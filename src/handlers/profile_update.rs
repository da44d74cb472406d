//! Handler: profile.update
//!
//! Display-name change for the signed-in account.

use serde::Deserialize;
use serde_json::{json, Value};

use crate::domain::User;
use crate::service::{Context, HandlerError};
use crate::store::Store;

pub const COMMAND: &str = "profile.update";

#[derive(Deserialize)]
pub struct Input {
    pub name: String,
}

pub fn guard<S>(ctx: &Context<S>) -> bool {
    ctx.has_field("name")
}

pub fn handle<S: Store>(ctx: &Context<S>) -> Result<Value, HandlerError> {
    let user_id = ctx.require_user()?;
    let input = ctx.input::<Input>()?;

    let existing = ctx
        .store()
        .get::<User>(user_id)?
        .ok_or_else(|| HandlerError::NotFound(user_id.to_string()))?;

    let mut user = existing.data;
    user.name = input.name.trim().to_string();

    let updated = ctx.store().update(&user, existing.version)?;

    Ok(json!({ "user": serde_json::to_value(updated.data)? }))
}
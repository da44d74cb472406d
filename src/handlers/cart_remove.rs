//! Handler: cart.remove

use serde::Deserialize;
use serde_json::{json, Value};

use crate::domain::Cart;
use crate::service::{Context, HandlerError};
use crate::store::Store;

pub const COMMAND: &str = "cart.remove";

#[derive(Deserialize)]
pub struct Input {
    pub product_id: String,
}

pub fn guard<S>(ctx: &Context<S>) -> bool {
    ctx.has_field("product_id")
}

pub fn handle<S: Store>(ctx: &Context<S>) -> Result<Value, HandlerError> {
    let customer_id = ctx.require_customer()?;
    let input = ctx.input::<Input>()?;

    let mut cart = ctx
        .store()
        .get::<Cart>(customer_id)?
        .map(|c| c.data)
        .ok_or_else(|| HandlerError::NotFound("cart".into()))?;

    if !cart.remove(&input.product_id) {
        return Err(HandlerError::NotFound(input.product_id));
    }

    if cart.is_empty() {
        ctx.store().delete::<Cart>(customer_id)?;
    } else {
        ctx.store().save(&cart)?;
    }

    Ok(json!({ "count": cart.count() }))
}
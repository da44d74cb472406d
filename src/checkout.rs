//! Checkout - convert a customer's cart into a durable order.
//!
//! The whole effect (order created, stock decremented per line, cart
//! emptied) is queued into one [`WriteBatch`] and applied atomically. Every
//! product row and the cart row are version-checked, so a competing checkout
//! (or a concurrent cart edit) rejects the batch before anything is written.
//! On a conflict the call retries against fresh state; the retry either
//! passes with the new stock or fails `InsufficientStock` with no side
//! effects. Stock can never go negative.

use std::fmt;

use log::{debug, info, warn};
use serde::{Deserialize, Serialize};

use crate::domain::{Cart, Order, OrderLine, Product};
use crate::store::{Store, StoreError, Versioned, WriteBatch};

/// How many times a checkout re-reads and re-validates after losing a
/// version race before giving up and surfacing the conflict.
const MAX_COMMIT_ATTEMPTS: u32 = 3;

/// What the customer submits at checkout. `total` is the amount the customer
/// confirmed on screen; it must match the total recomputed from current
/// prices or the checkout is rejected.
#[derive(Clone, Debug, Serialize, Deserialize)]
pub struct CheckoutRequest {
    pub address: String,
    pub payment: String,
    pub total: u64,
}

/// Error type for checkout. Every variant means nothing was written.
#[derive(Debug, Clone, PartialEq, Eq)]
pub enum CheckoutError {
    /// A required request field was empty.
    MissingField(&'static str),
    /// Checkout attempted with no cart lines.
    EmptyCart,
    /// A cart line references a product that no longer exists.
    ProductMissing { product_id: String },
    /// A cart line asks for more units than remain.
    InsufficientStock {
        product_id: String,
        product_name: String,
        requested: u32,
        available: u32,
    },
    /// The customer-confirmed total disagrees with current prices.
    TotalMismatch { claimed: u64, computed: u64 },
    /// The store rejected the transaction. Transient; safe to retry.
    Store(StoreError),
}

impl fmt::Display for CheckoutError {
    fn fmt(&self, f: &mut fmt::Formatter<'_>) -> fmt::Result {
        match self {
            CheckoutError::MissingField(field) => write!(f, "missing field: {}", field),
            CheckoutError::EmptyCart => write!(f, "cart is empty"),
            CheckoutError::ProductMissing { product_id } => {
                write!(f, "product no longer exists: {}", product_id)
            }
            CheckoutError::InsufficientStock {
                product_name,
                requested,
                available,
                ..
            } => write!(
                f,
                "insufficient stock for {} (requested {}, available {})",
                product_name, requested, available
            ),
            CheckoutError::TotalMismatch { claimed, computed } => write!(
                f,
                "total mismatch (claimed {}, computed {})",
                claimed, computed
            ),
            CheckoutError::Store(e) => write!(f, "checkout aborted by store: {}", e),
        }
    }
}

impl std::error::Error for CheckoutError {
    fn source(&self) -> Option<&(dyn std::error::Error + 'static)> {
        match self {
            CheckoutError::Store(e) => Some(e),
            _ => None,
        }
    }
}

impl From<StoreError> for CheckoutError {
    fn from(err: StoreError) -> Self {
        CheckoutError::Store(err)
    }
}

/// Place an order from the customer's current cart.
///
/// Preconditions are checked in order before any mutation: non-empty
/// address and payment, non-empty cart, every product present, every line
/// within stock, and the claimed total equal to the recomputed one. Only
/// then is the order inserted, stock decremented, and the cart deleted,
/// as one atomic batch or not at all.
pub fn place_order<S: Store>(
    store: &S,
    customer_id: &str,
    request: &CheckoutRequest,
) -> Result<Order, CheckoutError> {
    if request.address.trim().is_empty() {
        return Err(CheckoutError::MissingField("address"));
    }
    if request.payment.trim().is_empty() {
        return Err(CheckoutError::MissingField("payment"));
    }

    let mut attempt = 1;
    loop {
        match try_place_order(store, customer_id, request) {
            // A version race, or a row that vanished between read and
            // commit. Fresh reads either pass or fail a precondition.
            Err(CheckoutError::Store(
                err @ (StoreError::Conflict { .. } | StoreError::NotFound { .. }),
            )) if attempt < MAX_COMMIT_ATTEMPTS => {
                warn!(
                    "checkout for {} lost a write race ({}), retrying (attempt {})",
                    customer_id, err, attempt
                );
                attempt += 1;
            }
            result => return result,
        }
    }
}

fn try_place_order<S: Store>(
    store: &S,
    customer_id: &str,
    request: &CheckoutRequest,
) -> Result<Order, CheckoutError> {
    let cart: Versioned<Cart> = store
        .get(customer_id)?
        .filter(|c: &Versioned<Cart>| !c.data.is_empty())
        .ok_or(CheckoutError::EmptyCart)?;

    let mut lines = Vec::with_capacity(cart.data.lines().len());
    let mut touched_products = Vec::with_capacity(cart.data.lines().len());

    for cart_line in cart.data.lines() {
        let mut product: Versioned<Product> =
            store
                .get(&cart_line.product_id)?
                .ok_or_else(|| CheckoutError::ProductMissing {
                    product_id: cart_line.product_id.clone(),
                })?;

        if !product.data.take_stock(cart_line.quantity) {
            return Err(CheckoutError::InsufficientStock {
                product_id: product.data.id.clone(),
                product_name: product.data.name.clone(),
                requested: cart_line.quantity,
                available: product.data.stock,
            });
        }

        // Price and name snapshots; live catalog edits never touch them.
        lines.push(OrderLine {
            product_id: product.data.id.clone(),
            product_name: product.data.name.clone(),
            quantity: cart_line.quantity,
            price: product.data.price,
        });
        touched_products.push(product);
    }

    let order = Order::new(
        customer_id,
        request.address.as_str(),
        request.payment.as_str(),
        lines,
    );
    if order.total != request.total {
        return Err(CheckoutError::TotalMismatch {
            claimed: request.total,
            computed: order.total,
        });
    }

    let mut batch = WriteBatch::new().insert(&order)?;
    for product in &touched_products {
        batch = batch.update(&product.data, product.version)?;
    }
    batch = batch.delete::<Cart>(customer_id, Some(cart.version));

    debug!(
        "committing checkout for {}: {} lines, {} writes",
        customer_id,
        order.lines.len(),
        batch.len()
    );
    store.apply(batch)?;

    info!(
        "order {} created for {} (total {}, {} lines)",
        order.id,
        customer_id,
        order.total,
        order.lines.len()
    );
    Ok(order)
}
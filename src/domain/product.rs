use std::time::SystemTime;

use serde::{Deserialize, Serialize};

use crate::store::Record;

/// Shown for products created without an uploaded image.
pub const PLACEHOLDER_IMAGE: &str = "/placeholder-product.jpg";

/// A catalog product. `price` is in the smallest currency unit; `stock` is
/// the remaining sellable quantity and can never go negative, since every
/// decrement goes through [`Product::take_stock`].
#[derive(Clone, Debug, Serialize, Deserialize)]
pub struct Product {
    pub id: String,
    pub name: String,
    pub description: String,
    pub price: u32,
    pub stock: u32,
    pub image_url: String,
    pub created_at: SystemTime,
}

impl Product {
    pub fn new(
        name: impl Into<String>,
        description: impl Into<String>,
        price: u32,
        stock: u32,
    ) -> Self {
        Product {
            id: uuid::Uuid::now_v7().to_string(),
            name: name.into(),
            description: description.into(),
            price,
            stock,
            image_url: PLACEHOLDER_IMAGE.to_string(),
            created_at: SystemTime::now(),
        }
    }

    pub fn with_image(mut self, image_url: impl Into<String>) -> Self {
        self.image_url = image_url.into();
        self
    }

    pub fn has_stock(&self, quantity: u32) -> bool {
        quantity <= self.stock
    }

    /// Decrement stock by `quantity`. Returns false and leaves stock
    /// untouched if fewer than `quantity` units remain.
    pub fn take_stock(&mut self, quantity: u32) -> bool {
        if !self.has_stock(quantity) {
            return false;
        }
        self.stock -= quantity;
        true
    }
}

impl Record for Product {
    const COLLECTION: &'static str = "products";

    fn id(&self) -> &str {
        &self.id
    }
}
┄┄┄┄┄┄┄┄┄┄┄┄┄┄┄┄┄┄┄┄
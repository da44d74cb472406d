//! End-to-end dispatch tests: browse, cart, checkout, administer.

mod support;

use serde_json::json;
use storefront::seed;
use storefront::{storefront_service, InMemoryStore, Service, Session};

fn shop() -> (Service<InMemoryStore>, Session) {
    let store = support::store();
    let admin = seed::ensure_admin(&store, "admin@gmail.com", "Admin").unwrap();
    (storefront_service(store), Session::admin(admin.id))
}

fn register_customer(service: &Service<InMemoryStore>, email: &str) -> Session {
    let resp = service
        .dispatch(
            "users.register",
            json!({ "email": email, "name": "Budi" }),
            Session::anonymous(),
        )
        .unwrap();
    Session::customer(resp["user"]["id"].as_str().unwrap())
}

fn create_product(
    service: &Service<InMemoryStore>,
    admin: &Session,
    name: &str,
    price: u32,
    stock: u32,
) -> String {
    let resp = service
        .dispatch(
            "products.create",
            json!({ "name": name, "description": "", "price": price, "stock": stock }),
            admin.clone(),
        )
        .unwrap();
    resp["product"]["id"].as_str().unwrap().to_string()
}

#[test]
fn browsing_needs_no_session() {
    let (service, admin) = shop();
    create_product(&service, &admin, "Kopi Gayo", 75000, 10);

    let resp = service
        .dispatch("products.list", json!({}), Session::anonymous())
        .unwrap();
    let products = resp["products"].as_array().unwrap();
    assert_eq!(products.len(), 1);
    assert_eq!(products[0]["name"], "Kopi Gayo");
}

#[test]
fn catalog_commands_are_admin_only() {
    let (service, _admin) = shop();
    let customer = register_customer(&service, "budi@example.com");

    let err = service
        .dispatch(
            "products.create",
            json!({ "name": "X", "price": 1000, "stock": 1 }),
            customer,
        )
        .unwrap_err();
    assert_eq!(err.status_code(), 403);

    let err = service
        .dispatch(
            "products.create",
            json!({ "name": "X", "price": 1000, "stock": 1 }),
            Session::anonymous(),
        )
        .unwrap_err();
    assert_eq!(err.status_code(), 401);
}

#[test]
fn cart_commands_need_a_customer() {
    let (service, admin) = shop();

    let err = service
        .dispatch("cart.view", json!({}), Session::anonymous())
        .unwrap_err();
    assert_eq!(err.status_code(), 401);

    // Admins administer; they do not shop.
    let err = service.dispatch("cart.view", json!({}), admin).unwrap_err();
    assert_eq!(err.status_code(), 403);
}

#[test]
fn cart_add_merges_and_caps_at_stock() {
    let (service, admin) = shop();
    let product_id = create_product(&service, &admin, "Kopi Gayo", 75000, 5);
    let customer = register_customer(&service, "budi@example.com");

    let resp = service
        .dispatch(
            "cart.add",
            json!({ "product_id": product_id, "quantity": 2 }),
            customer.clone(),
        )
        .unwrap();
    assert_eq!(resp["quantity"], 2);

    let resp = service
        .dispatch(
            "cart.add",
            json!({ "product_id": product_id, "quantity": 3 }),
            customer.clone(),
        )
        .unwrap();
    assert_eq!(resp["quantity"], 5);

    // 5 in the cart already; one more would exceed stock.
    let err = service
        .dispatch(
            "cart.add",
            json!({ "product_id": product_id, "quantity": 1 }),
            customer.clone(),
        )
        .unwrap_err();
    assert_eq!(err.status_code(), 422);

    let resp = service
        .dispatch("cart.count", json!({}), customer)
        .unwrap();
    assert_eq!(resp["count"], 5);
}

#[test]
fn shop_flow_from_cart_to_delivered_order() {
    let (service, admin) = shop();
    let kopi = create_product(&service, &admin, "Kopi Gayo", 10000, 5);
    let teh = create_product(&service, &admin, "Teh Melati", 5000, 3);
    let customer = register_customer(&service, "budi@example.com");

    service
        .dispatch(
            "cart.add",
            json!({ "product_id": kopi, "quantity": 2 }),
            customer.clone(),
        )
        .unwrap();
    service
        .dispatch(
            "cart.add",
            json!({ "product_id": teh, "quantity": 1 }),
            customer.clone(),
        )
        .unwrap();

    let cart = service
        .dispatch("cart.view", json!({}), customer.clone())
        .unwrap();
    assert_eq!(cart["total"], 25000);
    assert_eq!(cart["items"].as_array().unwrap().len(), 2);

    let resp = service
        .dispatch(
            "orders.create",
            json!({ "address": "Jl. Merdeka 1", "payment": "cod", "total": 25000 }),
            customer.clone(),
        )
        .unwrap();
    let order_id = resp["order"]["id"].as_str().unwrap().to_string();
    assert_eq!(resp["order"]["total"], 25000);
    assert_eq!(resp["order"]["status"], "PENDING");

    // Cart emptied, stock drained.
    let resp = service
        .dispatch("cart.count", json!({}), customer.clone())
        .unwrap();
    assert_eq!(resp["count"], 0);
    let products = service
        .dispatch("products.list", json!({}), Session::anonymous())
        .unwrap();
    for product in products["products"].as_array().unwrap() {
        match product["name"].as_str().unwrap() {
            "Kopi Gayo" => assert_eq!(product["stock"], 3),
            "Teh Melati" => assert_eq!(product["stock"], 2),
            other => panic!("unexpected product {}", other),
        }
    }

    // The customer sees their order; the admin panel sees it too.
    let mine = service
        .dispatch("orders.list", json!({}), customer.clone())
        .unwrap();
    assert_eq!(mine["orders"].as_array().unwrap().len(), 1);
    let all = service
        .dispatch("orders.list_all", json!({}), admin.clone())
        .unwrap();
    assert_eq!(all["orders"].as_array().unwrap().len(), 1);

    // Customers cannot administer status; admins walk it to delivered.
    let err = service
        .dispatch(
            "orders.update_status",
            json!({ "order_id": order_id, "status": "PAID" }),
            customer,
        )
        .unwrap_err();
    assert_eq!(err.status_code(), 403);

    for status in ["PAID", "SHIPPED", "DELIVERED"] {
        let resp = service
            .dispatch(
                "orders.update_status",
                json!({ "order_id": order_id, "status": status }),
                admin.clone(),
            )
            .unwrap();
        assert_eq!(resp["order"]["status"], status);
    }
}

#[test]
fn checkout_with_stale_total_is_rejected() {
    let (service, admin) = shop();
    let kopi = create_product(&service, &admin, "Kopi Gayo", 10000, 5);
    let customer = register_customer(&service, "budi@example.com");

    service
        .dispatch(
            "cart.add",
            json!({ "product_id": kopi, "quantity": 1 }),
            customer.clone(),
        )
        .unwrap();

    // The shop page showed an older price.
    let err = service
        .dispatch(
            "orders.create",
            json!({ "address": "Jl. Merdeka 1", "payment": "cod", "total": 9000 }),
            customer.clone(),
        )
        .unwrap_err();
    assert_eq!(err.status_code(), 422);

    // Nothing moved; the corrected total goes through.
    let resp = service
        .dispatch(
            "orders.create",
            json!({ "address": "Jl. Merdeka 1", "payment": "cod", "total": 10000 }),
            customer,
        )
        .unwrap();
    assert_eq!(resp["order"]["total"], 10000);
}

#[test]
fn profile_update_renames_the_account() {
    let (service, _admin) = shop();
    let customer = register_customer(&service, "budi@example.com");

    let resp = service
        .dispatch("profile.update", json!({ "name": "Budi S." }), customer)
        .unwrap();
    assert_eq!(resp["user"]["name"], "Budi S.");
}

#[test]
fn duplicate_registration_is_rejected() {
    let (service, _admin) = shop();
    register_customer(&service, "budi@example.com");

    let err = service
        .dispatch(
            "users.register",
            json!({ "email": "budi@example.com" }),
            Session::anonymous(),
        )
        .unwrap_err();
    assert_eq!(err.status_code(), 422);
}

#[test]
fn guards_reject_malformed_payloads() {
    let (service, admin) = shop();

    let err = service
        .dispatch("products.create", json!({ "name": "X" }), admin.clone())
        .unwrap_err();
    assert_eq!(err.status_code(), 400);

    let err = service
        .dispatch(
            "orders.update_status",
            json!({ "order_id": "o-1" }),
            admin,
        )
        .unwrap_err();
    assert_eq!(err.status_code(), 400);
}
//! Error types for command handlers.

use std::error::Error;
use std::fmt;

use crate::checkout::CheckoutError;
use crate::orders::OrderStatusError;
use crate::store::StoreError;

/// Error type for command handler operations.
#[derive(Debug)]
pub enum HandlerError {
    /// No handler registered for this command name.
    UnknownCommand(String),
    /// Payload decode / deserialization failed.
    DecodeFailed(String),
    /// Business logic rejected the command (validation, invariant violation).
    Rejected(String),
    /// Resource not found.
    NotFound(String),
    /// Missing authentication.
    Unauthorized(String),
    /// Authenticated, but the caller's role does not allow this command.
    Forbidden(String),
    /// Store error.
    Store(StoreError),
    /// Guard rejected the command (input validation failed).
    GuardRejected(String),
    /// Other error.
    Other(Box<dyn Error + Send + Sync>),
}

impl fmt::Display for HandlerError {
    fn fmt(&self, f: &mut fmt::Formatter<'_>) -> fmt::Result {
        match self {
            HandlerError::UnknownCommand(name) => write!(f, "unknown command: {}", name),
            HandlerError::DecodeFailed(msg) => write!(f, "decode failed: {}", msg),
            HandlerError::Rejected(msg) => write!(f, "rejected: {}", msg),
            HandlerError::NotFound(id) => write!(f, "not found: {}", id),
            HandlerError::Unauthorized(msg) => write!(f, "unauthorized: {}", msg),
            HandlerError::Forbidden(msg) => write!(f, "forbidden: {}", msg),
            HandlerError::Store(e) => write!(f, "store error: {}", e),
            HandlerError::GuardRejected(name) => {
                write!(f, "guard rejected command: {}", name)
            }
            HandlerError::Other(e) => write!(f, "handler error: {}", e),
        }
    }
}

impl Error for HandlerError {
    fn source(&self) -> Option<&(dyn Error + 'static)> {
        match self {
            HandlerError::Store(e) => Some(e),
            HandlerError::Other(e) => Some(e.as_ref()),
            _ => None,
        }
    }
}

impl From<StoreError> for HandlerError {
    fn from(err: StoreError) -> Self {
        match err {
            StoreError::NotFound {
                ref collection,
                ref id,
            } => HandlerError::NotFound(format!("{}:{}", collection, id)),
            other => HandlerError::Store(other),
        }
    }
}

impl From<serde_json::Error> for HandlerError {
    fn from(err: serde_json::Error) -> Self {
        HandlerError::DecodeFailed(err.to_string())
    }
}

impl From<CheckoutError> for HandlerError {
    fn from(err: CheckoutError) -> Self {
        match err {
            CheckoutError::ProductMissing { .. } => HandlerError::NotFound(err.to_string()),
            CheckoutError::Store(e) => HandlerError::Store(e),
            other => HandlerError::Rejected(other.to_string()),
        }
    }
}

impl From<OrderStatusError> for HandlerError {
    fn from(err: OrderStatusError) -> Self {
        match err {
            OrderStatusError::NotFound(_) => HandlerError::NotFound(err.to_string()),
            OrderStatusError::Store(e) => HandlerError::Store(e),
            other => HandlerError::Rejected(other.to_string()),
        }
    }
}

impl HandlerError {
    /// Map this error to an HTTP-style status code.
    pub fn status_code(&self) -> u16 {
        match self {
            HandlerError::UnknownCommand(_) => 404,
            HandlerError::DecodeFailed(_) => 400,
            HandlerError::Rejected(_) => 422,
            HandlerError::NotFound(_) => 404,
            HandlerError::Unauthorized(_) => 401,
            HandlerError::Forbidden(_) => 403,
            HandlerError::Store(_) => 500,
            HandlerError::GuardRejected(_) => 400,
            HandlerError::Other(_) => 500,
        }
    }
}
┄┄┄┄┄┄┄┄┄┄┄┄┄┄┄┄┄┄┄┄
**Task item**: Give the number of lines in the data that contain the word "ProductMissing", and add no other text.

**Finished exercise**: 4